The U.S. Tax Court handed down a mixed opinion Thursday in a long-running battle between Medtronic and the Internal Revenue Service (IRS) over whether the company paid enough taxes in 2005 and 2006.
The IRS argues Medtronic owes nearly $1.4 billion for underpaying its taxes in those years by miscalculating the allocation of profits between the company's U.S. unit and its subsidiary in Puerto Rico.
Tax Court Judge Kathleen Kerrigan's decision Thursday would require Medtronic pay more than it did previously, but not as much as the IRS sought.
At the heart of the matter is an accounting practice known as "transfer pricing," which reflects what one division charges another division within the same company for goods, services and intangibles such as intellectual property.
Multinational corporations use cross-border transfer pricing as a strategy to reduce tax bills by transferring profits to lower-tax places — in this case, Puerto Rico.
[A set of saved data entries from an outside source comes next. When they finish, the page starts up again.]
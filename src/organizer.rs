//! Organizer dashboard actions: cancellation, default settings, the
//! organizer profile and its propagation onto owned events.

use futures_util::stream::{self, StreamExt};
use thiserror::Error;

use crate::api::{ApiClient, ApiError};
use crate::config::ClientConfig;
use crate::db::StoreError;
use crate::event::EventPayload;
use crate::models::{OrganizerDashboard, OrganizerEventSummary};
use crate::prefs::{EventDefaults, OrganizerProfile, PreferencesReader, PreferencesStore};
use crate::session::Session;
use crate::views;

const DEFAULT_CANCEL_REASON: &str = "Unforeseen circumstances";

#[derive(Debug, Error)]
pub enum OrganizerError {
    #[error("You must be signed in as an organizer")]
    NotSignedIn,
    #[error("Your profile is missing an identifier. Please sign out and sign back in.")]
    MissingUserId,
    #[error("{0}")]
    CancelRejected(String),
    #[error(transparent)]
    Api(#[from] ApiError),
    #[error("Unable to update profile right now.")]
    Store(#[from] StoreError),
}

fn organizer_id(session: &Session) -> Result<i64, OrganizerError> {
    if !session.is_authenticated() {
        return Err(OrganizerError::NotSignedIn);
    }
    session.user_id().ok_or(OrganizerError::MissingUserId)
}

pub async fn fetch_dashboard(
    client: &ApiClient,
    session: &Session,
) -> Result<OrganizerDashboard, OrganizerError> {
    let user_id = organizer_id(session)?;
    let dashboard = client.get_organizer_dashboard(user_id).await?;
    tracing::debug!(user_id, events = dashboard.events.len(), "organizer dashboard loaded");
    Ok(dashboard)
}

/// Event ids listed on the dashboard, without duplicates.
pub fn dashboard_event_ids(dashboard: &OrganizerDashboard) -> Vec<i64> {
    let mut ids: Vec<i64> = Vec::with_capacity(dashboard.events.len());
    for id in dashboard.events.iter().filter_map(|event| event.event_id) {
        if !ids.contains(&id) {
            ids.push(id);
        }
    }
    ids
}

/// Cancels an event and returns the refund summary shown to the organizer.
/// A blank reason is replaced with a generic one.
pub async fn cancel_event(
    client: &ApiClient,
    event_id: i64,
    title: &str,
    reason: &str,
) -> Result<String, OrganizerError> {
    let reason = match reason.trim() {
        "" => DEFAULT_CANCEL_REASON,
        given => given,
    };
    let response = client.cancel_event(event_id, reason).await?;
    if !response.success {
        let message = response
            .message
            .filter(|message| !message.trim().is_empty())
            .unwrap_or_else(|| "Failed to cancel event.".to_string());
        return Err(OrganizerError::CancelRejected(message));
    }

    tracing::info!(event_id, refunded = response.tickets_refunded, "event cancelled");
    Ok(format!(
        "\"{title}\" has been cancelled. {} tickets refunded ({}).",
        response.tickets_refunded,
        views::format_currency(response.total_refund_amount)
    ))
}

/// Current defaults overlaid with what `event` carries.
pub fn prefill_defaults(
    prefs: &PreferencesReader,
    event: &OrganizerEventSummary,
) -> Result<EventDefaults, OrganizerError> {
    let current = prefs.event_defaults()?.unwrap_or_default();
    Ok(current.prefilled_from(event))
}

pub fn save_defaults(
    prefs: &mut PreferencesStore,
    defaults: &EventDefaults,
) -> Result<&'static str, OrganizerError> {
    prefs.save_event_defaults(defaults)?;
    Ok("Default event settings saved.")
}

/// What to do with events that were already updated when a sibling fails.
#[derive(Debug, Clone, Copy, PartialEq, Eq, Default)]
pub enum Compensation {
    #[default]
    Keep,
    Revert,
}

#[derive(Debug, Clone, Copy, PartialEq, Eq)]
pub struct Propagation {
    pub max_concurrent: usize,
    pub compensation: Compensation,
}

impl Propagation {
    pub fn from_config(config: &ClientConfig) -> Self {
        Self {
            max_concurrent: config.max_concurrent_updates.max(1),
            compensation: Compensation::Keep,
        }
    }

    pub fn with_compensation(mut self, compensation: Compensation) -> Self {
        self.compensation = compensation;
        self
    }
}

#[derive(Debug, Clone, PartialEq)]
pub enum ItemOutcome {
    Updated,
    Failed(String),
    Reverted,
    RevertFailed(String),
}

/// One outcome per event, in the order the ids were given.
#[derive(Debug, Clone, Default, PartialEq)]
pub struct BatchReport {
    pub items: Vec<(i64, ItemOutcome)>,
}

impl BatchReport {
    pub fn outcome(&self, event_id: i64) -> Option<&ItemOutcome> {
        self.items
            .iter()
            .find(|(id, _)| *id == event_id)
            .map(|(_, outcome)| outcome)
    }

    pub fn count(&self, predicate: impl Fn(&ItemOutcome) -> bool) -> usize {
        self.items.iter().filter(|(_, outcome)| predicate(outcome)).count()
    }

    pub fn failed(&self) -> usize {
        self.count(|outcome| matches!(outcome, ItemOutcome::Failed(_)))
    }

    pub fn is_complete(&self) -> bool {
        self.failed() == 0
    }

    pub fn message(&self) -> &'static str {
        if self.is_complete() {
            "Profile and event details updated."
        } else {
            "Profile saved, but some events could not be updated. Please retry later."
        }
    }
}

enum Step {
    Updated(EventPayload),
    Done(ItemOutcome),
}

async fn update_one(client: &ApiClient, event_id: i64, profile: &OrganizerProfile) -> Step {
    let record = match client.get_event(event_id).await {
        Ok(Some(record)) => record,
        Ok(None) => return Step::Done(ItemOutcome::Failed("event not found".to_string())),
        Err(err) => return Step::Done(ItemOutcome::Failed(err.to_string())),
    };
    let previous = EventPayload::from_record(&record);

    let mut next = previous.clone();
    next.organizer = record
        .organizer
        .clone()
        .filter(|name| !name.trim().is_empty())
        .or_else(|| Some(profile.organization_name.clone()));
    next.organizer_display_name = Some(profile.organization_name.clone());
    next.organizer_email = Some(profile.email.clone());
    next.organizer_phone = Some(profile.contact_number.clone());
    next.organizer_user_id = record.organizer_user_id.or(profile.user_id);

    match client.update_event(event_id, &next).await {
        Ok(_) => Step::Updated(previous),
        Err(err) => {
            tracing::error!(event_id, %err, "failed to propagate organizer profile");
            Step::Done(ItemOutcome::Failed(err.to_string()))
        }
    }
}

/// Writes the organizer fields of `profile` onto every event in `event_ids`,
/// at most `max_concurrent` requests at a time. With
/// [`Compensation::Revert`], a failure anywhere restores the previous body of
/// each event that had already been updated.
pub async fn propagate_profile(
    client: &ApiClient,
    profile: &OrganizerProfile,
    event_ids: &[i64],
    propagation: Propagation,
) -> BatchReport {
    let limit = propagation.max_concurrent.max(1);
    let mut steps: Vec<(usize, i64, Step)> = stream::iter(event_ids.iter().copied().enumerate())
        .map(|(position, event_id)| async move {
            (position, event_id, update_one(client, event_id, profile).await)
        })
        .buffer_unordered(limit)
        .collect()
        .await;
    steps.sort_by_key(|(position, _, _)| *position);

    let any_failed = steps
        .iter()
        .any(|(_, _, step)| matches!(step, Step::Done(ItemOutcome::Failed(_))));
    let revert = any_failed && propagation.compensation == Compensation::Revert;

    let items: Vec<(i64, ItemOutcome)> = stream::iter(steps)
        .map(|(_, event_id, step)| async move {
            let outcome = match step {
                Step::Done(outcome) => outcome,
                Step::Updated(_) if !revert => ItemOutcome::Updated,
                Step::Updated(previous) => match client.update_event(event_id, &previous).await {
                    Ok(_) => ItemOutcome::Reverted,
                    Err(err) => {
                        tracing::error!(event_id, %err, "failed to restore event after partial update");
                        ItemOutcome::RevertFailed(err.to_string())
                    }
                },
            };
            (event_id, outcome)
        })
        .buffered(limit)
        .collect()
        .await;

    let report = BatchReport { items };
    if report.is_complete() {
        tracing::info!(events = report.items.len(), "organizer profile propagated");
    } else {
        tracing::warn!(
            failed = report.failed(),
            events = report.items.len(),
            reverted = revert,
            "organizer profile propagated partially"
        );
    }
    report
}

#[derive(Debug, Clone, PartialEq)]
pub struct ProfileUpdate {
    pub profile: OrganizerProfile,
    pub report: BatchReport,
}

/// Saves the profile locally, then pushes it to the listed events. The
/// local save stands even when propagation fails.
pub async fn save_profile(
    client: &ApiClient,
    prefs: &mut PreferencesStore,
    session: &Session,
    form: &OrganizerProfile,
    event_ids: &[i64],
    propagation: Propagation,
) -> Result<ProfileUpdate, OrganizerError> {
    organizer_id(session)?;
    let user = session.user().ok_or(OrganizerError::NotSignedIn)?;
    let profile = OrganizerProfile::from_form(
        &form.organization_name,
        &form.email,
        &form.contact_number,
        user,
    );
    let profile = prefs.save_organizer_profile(profile)?;
    let report = propagate_profile(client, &profile, event_ids, propagation).await;
    Ok(ProfileUpdate { profile, report })
}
According to court documents, Medtronic and the IRS were using different methods to determine the allocation of its profits. Medtronic said the royalty rate its Puerto Rico business owes the U.S. unit should be 21.8% while the IRS argued it should be 66.7%.
Kerrigan determined the royalty rate should be 48.8%, roughly splitting the difference. Her formula would increase the amount of profits credited to Medtronic US, increasing the company's tax bill.
The judge didn't calculate what Medtronic's tax bill would be under the determined rate.